* _Work item_: Report each line of the entries below that has the word "TileType" in it.

* _Saved data entries_:
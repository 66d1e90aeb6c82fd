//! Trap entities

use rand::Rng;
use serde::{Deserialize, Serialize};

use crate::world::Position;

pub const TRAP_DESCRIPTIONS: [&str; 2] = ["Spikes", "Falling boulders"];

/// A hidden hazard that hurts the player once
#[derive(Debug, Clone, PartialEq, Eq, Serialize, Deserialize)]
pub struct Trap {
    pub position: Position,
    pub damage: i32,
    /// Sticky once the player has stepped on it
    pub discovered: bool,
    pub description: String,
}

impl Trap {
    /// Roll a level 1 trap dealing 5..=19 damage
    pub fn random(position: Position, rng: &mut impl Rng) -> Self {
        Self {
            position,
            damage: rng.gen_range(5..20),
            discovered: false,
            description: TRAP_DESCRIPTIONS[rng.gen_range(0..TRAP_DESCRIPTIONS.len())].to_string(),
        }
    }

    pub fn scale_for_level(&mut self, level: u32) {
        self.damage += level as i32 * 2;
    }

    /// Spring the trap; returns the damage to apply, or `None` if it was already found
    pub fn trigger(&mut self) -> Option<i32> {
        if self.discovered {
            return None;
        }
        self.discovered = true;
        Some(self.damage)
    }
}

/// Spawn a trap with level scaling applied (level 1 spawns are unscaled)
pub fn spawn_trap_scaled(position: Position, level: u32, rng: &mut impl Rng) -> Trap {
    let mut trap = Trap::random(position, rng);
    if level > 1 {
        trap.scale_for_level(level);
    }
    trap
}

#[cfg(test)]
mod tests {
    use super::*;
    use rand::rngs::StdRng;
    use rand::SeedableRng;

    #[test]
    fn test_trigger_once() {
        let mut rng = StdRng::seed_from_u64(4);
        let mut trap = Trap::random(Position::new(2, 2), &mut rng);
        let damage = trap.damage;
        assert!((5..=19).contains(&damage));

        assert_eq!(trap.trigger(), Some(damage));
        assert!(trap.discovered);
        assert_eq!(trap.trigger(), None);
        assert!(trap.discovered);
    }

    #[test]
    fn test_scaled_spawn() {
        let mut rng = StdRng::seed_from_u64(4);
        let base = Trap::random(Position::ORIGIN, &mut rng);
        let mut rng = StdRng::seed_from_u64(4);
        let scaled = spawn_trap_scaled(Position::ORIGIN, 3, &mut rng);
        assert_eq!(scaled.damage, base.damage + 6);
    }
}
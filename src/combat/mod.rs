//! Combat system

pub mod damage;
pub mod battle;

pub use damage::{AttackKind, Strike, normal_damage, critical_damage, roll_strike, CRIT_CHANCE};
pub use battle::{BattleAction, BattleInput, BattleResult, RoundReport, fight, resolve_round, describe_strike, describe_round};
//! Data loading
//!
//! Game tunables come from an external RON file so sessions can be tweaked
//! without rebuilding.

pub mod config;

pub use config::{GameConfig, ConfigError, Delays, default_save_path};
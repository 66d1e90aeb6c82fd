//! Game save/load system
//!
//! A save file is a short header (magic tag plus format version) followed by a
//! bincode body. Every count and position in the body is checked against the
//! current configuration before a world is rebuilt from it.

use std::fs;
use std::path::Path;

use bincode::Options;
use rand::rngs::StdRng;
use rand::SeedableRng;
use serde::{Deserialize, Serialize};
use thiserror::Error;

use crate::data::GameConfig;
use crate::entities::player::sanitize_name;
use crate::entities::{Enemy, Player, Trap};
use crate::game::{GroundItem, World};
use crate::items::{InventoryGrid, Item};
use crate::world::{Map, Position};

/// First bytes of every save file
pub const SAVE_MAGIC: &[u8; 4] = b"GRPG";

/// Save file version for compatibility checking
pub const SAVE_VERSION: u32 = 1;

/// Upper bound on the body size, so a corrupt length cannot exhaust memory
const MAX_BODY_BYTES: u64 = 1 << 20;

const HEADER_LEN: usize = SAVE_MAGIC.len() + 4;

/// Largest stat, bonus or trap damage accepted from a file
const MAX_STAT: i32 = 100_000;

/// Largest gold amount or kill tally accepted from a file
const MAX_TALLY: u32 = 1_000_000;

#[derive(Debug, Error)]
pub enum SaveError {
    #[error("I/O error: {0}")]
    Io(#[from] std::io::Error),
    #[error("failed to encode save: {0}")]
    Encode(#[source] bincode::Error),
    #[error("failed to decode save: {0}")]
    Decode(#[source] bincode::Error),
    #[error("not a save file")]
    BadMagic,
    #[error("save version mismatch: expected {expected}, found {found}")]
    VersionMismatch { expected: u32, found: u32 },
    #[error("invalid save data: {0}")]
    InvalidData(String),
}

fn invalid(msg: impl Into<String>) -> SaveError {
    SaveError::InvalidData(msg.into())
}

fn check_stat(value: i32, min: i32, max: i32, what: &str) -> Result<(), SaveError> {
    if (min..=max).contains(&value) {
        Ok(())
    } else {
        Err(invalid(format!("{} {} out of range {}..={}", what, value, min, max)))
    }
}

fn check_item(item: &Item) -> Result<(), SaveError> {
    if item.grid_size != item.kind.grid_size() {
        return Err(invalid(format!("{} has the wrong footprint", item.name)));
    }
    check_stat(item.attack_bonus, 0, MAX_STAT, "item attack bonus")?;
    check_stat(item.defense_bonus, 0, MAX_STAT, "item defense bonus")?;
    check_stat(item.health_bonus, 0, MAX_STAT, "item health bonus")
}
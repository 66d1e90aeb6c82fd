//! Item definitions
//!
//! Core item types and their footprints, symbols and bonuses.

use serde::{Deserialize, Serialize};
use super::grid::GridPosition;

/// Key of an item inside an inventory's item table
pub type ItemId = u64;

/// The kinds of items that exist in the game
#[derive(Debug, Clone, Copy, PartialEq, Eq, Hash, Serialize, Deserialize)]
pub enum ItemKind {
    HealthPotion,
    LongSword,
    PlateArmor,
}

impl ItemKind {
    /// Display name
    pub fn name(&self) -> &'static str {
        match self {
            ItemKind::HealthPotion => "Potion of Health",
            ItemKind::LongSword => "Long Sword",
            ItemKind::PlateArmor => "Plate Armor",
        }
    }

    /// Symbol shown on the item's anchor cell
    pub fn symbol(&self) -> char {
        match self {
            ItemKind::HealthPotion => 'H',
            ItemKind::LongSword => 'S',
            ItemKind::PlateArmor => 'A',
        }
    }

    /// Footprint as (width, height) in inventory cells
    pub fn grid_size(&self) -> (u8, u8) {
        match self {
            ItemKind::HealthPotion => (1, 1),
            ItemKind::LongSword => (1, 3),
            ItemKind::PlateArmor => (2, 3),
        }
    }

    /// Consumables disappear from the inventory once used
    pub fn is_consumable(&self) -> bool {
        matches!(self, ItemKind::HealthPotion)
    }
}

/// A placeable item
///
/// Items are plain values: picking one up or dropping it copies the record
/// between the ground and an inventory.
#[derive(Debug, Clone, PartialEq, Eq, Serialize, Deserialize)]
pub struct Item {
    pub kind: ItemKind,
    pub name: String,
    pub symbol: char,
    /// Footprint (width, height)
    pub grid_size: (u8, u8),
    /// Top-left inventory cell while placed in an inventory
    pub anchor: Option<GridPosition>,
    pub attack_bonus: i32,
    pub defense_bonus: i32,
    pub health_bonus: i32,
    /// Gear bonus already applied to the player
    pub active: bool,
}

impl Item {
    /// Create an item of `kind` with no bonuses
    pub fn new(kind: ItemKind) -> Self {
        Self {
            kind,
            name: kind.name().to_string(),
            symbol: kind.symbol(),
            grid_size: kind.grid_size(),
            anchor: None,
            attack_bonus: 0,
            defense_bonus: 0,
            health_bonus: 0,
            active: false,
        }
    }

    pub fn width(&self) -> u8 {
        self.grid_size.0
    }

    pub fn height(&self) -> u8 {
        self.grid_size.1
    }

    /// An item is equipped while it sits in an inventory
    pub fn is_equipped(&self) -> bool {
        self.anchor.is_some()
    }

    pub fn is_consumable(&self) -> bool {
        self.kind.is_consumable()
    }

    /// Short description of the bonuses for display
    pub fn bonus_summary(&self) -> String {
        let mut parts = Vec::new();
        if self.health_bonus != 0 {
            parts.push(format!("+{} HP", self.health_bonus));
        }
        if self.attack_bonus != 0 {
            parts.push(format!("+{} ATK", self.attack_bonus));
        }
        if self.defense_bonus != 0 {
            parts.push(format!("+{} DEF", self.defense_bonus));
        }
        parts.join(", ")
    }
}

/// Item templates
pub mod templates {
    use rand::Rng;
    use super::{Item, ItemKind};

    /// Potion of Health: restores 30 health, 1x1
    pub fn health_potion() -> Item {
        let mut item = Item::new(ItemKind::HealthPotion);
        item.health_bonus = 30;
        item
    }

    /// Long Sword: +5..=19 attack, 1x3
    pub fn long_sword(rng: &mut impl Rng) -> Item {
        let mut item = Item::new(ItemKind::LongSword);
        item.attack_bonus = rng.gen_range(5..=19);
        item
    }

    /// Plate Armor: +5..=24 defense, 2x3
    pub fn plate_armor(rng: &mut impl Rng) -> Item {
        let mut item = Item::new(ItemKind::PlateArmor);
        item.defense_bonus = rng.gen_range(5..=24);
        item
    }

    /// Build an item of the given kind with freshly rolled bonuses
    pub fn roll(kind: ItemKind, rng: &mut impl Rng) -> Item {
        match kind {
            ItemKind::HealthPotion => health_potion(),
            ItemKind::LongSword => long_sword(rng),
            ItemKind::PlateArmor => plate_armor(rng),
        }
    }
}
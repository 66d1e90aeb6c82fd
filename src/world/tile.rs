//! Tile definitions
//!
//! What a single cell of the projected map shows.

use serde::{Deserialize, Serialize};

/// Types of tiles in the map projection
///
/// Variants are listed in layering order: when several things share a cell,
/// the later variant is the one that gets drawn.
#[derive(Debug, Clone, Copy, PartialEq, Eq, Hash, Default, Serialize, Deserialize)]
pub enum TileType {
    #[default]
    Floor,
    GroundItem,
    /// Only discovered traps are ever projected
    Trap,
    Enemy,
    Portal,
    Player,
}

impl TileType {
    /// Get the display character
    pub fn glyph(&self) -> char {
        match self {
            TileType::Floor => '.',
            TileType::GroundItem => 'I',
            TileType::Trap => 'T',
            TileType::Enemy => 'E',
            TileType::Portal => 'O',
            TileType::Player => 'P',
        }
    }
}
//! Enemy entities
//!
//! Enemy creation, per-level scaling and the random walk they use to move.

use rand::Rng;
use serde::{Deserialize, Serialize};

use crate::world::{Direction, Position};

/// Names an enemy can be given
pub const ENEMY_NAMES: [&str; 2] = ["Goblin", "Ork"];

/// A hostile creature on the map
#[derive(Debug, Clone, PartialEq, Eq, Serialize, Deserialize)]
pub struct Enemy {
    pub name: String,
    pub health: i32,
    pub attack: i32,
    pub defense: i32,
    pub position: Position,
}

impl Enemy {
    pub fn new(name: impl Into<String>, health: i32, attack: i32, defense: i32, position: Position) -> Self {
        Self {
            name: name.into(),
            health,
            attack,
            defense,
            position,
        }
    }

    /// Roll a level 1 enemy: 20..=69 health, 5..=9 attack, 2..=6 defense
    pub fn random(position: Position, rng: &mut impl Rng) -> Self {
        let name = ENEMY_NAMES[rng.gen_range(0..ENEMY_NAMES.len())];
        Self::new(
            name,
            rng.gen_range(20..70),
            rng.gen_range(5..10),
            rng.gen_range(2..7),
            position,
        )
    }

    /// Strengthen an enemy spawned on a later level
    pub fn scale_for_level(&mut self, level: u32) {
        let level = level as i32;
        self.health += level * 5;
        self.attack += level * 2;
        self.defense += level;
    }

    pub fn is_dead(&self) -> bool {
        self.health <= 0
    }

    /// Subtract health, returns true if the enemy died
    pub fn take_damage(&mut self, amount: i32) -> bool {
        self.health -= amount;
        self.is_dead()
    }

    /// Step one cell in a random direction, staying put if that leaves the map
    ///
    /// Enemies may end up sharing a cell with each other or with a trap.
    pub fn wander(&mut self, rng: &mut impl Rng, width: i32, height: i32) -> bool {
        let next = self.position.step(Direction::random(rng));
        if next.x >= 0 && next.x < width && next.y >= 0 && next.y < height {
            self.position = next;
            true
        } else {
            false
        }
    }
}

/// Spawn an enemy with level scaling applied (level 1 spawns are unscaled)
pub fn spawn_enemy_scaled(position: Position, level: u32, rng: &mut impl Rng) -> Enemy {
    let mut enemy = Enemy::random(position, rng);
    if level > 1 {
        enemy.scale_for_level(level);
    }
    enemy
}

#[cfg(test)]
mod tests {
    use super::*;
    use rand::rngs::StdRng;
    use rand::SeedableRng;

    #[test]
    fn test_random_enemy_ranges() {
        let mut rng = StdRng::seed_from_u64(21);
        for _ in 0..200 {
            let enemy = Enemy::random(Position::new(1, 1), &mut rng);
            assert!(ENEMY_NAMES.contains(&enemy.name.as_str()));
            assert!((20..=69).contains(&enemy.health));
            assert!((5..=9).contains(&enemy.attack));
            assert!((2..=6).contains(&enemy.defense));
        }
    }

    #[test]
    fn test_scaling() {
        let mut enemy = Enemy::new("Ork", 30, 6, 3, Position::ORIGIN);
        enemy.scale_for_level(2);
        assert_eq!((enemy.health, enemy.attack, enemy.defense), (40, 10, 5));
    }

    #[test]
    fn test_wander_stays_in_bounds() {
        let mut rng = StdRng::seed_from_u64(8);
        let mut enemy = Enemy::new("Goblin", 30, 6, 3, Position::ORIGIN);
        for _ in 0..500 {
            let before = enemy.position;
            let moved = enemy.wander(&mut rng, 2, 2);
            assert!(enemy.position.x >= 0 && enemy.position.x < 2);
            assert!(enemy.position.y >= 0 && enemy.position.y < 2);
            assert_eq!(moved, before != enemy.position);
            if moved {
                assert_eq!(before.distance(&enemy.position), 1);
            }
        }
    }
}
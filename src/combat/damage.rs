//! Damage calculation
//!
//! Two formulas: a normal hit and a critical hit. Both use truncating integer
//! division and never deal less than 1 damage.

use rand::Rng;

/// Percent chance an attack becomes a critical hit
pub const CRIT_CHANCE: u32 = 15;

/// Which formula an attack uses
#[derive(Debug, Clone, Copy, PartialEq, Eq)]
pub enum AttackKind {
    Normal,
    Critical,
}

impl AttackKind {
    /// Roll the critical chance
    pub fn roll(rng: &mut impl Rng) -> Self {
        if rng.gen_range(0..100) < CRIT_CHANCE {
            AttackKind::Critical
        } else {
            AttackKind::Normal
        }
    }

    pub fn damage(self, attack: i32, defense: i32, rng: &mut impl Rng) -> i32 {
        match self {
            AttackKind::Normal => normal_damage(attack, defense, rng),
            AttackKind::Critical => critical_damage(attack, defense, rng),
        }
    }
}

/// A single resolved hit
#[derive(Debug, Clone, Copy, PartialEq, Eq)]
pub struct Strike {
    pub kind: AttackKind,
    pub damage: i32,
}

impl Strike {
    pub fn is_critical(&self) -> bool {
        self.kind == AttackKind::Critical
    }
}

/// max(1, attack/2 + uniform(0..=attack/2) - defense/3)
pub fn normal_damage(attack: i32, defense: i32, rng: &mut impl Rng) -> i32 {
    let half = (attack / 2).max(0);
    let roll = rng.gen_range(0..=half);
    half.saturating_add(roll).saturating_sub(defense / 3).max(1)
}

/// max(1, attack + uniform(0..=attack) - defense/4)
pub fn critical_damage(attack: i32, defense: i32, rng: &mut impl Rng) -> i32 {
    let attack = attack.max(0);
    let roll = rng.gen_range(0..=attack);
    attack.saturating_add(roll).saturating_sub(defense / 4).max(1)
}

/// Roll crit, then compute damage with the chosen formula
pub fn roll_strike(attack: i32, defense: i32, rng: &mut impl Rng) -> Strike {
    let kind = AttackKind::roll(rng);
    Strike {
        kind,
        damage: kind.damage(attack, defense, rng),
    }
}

* _Exercise result_:
pub enum TileType {
impl TileType {
            TileType::Floor => '.',
            TileType::GroundItem => 'I',
            TileType::Trap => 'T',
            TileType::Enemy => 'E',
            TileType::Portal => 'O',
            TileType::Player => 'P',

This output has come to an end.